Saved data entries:

use crate::core::calendar::{add_months, days_between};
use crate::core::money::{round2, simple_interest};
use crate::core::plan::AmortizationMethod;
use chrono::NaiveDate;
use rust_decimal::Decimal;
use serde::{Deserialize, Serialize};
use thiserror::Error;

/// Upper bound on the installments of one schedule (a century of monthly payments).
pub const MAX_INSTALLMENTS: u32 = 1200;

/// Errors arising from schedule generation.
#[derive(Debug, Error, PartialEq)]
pub enum ScheduleError {
    #[error("principal must be positive, got {0}")]
    NonPositivePrincipal(Decimal),
    #[error("installment count must be at least 1")]
    NoInstallments,
    #[error("installment count {0} exceeds the maximum of {MAX_INSTALLMENTS}")]
    TooManyInstallments(u32),
    #[error("annual rate must not be negative, got {0}")]
    NegativeRate(Decimal),
    #[error("principal {principal} is too small for {count} installments")]
    InstallmentTooSmall { principal: Decimal, count: u32 },
}

/// Interest inputs for an interest-bearing schedule.
#[derive(Debug, Clone, Copy, PartialEq, Serialize, Deserialize)]
pub struct InterestParameters {
    /// Annual rate as a percentage (5 means 5%).
    pub annual_rate_percent: Decimal,
    /// Accrual start for the first installment.
    pub interest_start: NaiveDate,
    pub method: AmortizationMethod,
}

/// Input of [`AmortizationEngine::generate`].
#[derive(Debug, Clone, Copy, PartialEq, Serialize, Deserialize)]
pub struct ScheduleRequest {
    pub principal: Decimal,
    pub installment_count: u32,
    pub start_date: NaiveDate,
    pub interest: Option<InterestParameters>,
}

/// One computed row of a schedule.
#[derive(Debug, Clone, Copy, PartialEq, Eq, Serialize, Deserialize)]
pub struct ScheduledInstallment {
    pub sequence_number: u32,
    pub due_date: NaiveDate,
    pub amount: Decimal,
    pub principal_portion: Decimal,
    pub interest_portion: Decimal,
}

/// An ordered amortization schedule.
#[derive(Debug, Clone, PartialEq, Serialize, Deserialize)]
pub struct Schedule {
    principal: Decimal,
    method: Option<AmortizationMethod>,
    /// Constant payment of the french method, rounded.
    level_payment: Option<Decimal>,
    installments: Vec<ScheduledInstallment>,
}

impl Schedule {
    pub fn principal(&self) -> Decimal {
        self.principal
    }

    /// `None` for interest-free schedules.
    pub fn method(&self) -> Option<AmortizationMethod> {
        self.method
    }

    pub fn level_payment(&self) -> Option<Decimal> {
        self.level_payment
    }

    pub fn installments(&self) -> &[ScheduledInstallment] {
        &self.installments
    }

    pub fn into_installments(self) -> Vec<ScheduledInstallment> {
        self.installments
    }

    pub fn len(&self) -> usize {
        self.installments.len()
    }

    pub fn is_empty(&self) -> bool {
        self.installments.is_empty()
    }

    pub fn total_interest(&self) -> Decimal {
        self.installments.iter().map(|i| i.interest_portion).sum()
    }

    pub fn total_principal(&self) -> Decimal {
        self.installments.iter().map(|i| i.principal_portion).sum()
    }

    pub fn total_amount(&self) -> Decimal {
        self.installments.iter().map(|i| i.amount).sum()
    }
}

impl std::fmt::Display for Schedule {
    fn fmt(&self, f: &mut std::fmt::Formatter<'_>) -> std::fmt::Result {
        writeln!(f, "=== Amortization Schedule ===")?;
        writeln!(f, "Principal:      {}", self.principal)?;
        match self.method {
            Some(method) => writeln!(f, "Method:         {}", method)?,
            None => writeln!(f, "Method:         no interest")?,
        }
        if let Some(level) = self.level_payment {
            writeln!(f, "Level payment:  {}", level)?;
        }
        writeln!(f, "Total interest: {}", self.total_interest())?;
        writeln!(f, "Total due:      {}", self.total_amount())?;
        writeln!(
            f,
            "\n{:>4}  {:<10}  {:>14}  {:>14}  {:>12}",
            "#", "due", "amount", "principal", "interest"
        )?;
        for row in &self.installments {
            writeln!(
                f,
                "{:>4}  {:<10}  {:>14}  {:>14}  {:>12}",
                row.sequence_number,
                row.due_date,
                row.amount,
                row.principal_portion,
                row.interest_portion
            )?;
        }
        Ok(())
    }
}

/// The amortization engine.
///
/// Due dates fall on `start_date + i` calendar months for `i = 0..N`.
/// Interest, when applied, follows the civil-law simple-interest rule
/// `balance × rate% × days / 36500` on the balance outstanding before each
/// installment, with `days` the actual gap since the previous due date
/// (or since the interest start for the first installment). Every
/// schedule reconciles so that its principal portions sum to the
/// principal exactly.
pub struct AmortizationEngine;

impl AmortizationEngine {
    /// Generate a schedule for `request`.
    ///
    /// The principal is normalised to two decimals before use.
    ///
    /// # Examples
    ///
    /// ```
    /// use repayment_engine::amortization::schedule::{AmortizationEngine, ScheduleRequest};
    /// use chrono::NaiveDate;
    /// use rust_decimal_macros::dec;
    ///
    /// let schedule = AmortizationEngine::generate(&ScheduleRequest {
    ///     principal: dec!(10000.00),
    ///     installment_count: 3,
    ///     start_date: NaiveDate::from_ymd_opt(2024, 1, 15).unwrap(),
    ///     interest: None,
    /// })
    /// .unwrap();
    ///
    /// let portions: Vec<_> = schedule.installments().iter().map(|i| i.principal_portion).collect();
    /// assert_eq!(portions, vec![dec!(3333.33), dec!(3333.33), dec!(3333.34)]);
    /// ```
    pub fn generate(request: &ScheduleRequest) -> Result<Schedule, ScheduleError> {
        let principal = round2(request.principal);
        if principal <= Decimal::ZERO {
            return Err(ScheduleError::NonPositivePrincipal(request.principal));
        }
        if request.installment_count == 0 {
            return Err(ScheduleError::NoInstallments);
        }
        if request.installment_count > MAX_INSTALLMENTS {
            return Err(ScheduleError::TooManyInstallments(request.installment_count));
        }
        if round2(principal / Decimal::from(request.installment_count)) <= Decimal::ZERO {
            return Err(ScheduleError::InstallmentTooSmall {
                principal,
                count: request.installment_count,
            });
        }

        match request.interest {
            None => Ok(Self::without_interest(
                principal,
                request.installment_count,
                request.start_date,
            )),
            Some(params) => {
                if params.annual_rate_percent < Decimal::ZERO {
                    return Err(ScheduleError::NegativeRate(params.annual_rate_percent));
                }
                Ok(match params.method {
                    AmortizationMethod::Italian => Self::italian(
                        principal,
                        request.installment_count,
                        request.start_date,
                        &params,
                    ),
                    AmortizationMethod::French => Self::french(
                        principal,
                        request.installment_count,
                        request.start_date,
                        &params,
                    ),
                })
            }
        }
    }

    /// Equal rounded portions; the residual lands on the last installment.
    pub fn without_interest(principal: Decimal, count: u32, start_date: NaiveDate) -> Schedule {
        let portion = round2(principal / Decimal::from(count));
        let mut installments: Vec<ScheduledInstallment> = (0..count)
            .map(|i| ScheduledInstallment {
                sequence_number: i + 1,
                due_date: add_months(start_date, i),
                amount: portion,
                principal_portion: portion,
                interest_portion: Decimal::ZERO,
            })
            .collect();

        absorb_residual(principal, &mut installments);

        Schedule {
            principal,
            method: None,
            level_payment: None,
            installments,
        }
    }

    /// Constant principal quota, interest on the declining balance.
    pub fn italian(
        principal: Decimal,
        count: u32,
        start_date: NaiveDate,
        params: &InterestParameters,
    ) -> Schedule {
        let quota = principal / Decimal::from(count);
        let mut balance = principal;
        let mut previous = params.interest_start;
        let mut installments = Vec::with_capacity(count as usize);

        for i in 0..count {
            let due_date = add_months(start_date, i);
            let days = days_between(previous, due_date);
            let interest = round2(simple_interest(balance, params.annual_rate_percent, days));
            let principal_portion = round2(quota);

            installments.push(ScheduledInstallment {
                sequence_number: i + 1,
                due_date,
                amount: principal_portion + interest,
                principal_portion,
                interest_portion: interest,
            });

            balance -= quota;
            previous = due_date;
        }

        absorb_residual(principal, &mut installments);

        Schedule {
            principal,
            method: Some(AmortizationMethod::Italian),
            level_payment: None,
            installments,
        }
    }

    /// Constant level payment; the last installment settles the remaining balance.
    pub fn french(
        principal: Decimal,
        count: u32,
        start_date: NaiveDate,
        params: &InterestParameters,
    ) -> Schedule {
        let level = round2(level_payment(principal, params.annual_rate_percent, count));
        let mut balance = principal;
        let mut previous = params.interest_start;
        let mut installments = Vec::with_capacity(count as usize);

        for i in 0..count {
            let due_date = add_months(start_date, i);
            let days = days_between(previous, due_date);
            let interest = round2(simple_interest(balance, params.annual_rate_percent, days));
            let is_last = i + 1 == count;

            let principal_portion = if is_last { balance } else { level - interest };

            installments.push(ScheduledInstallment {
                sequence_number: i + 1,
                due_date,
                amount: principal_portion + interest,
                principal_portion,
                interest_portion: interest,
            });

            balance -= principal_portion;
            previous = due_date;
        }

        Schedule {
            principal,
            method: Some(AmortizationMethod::French),
            level_payment: Some(level),
            installments,
        }
    }
}

/// Annuity payment `P × m / (1 − (1+m)^−N)` with `m` the monthly rate.
///
/// The discount factor `(1+m)^−N` only shrinks, so long schedules at high
/// rates stay within `Decimal` range. Falls back to `P / N` for a zero rate.
pub fn level_payment(principal: Decimal, annual_rate_percent: Decimal, count: u32) -> Decimal {
    let monthly = annual_rate_percent / Decimal::ONE_HUNDRED / Decimal::from(12);
    if monthly == Decimal::ZERO {
        return principal / Decimal::from(count);
    }
    let base = Decimal::ONE + monthly;
    let mut discount = Decimal::ONE;
    for _ in 0..count {
        discount /= base;
    }
    principal * monthly / (Decimal::ONE - discount)
}

/// Add `principal − Σ portions` to the last row so the portions sum exactly.
fn absorb_residual(principal: Decimal, installments: &mut [ScheduledInstallment]) {
    let allocated: Decimal = installments.iter().map(|i| i.principal_portion).sum();
    let residual = principal - allocated;
    if residual != Decimal::ZERO {
        if let Some(last) = installments.last_mut() {
            last.principal_portion += residual;
            last.amount += residual;
        }
    }
}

### Exercise objective
Which lines should be output? Exactly those from the first line of the data through the line containing "pub enum ScheduleError", inclusive.

### Answer to the problem
use crate::core::calendar::{add_months, days_between};
use crate::core::money::{round2, simple_interest};
use crate::core::plan::AmortizationMethod;
use chrono::NaiveDate;
use rust_decimal::Decimal;
use serde::{Deserialize, Serialize};
use thiserror::Error;

/// Upper bound on the installments of one schedule (a century of monthly payments).
pub const MAX_INSTALLMENTS: u32 = 1200;

/// Errors arising from schedule generation.
#[derive(Debug, Error, PartialEq)]
pub enum ScheduleError {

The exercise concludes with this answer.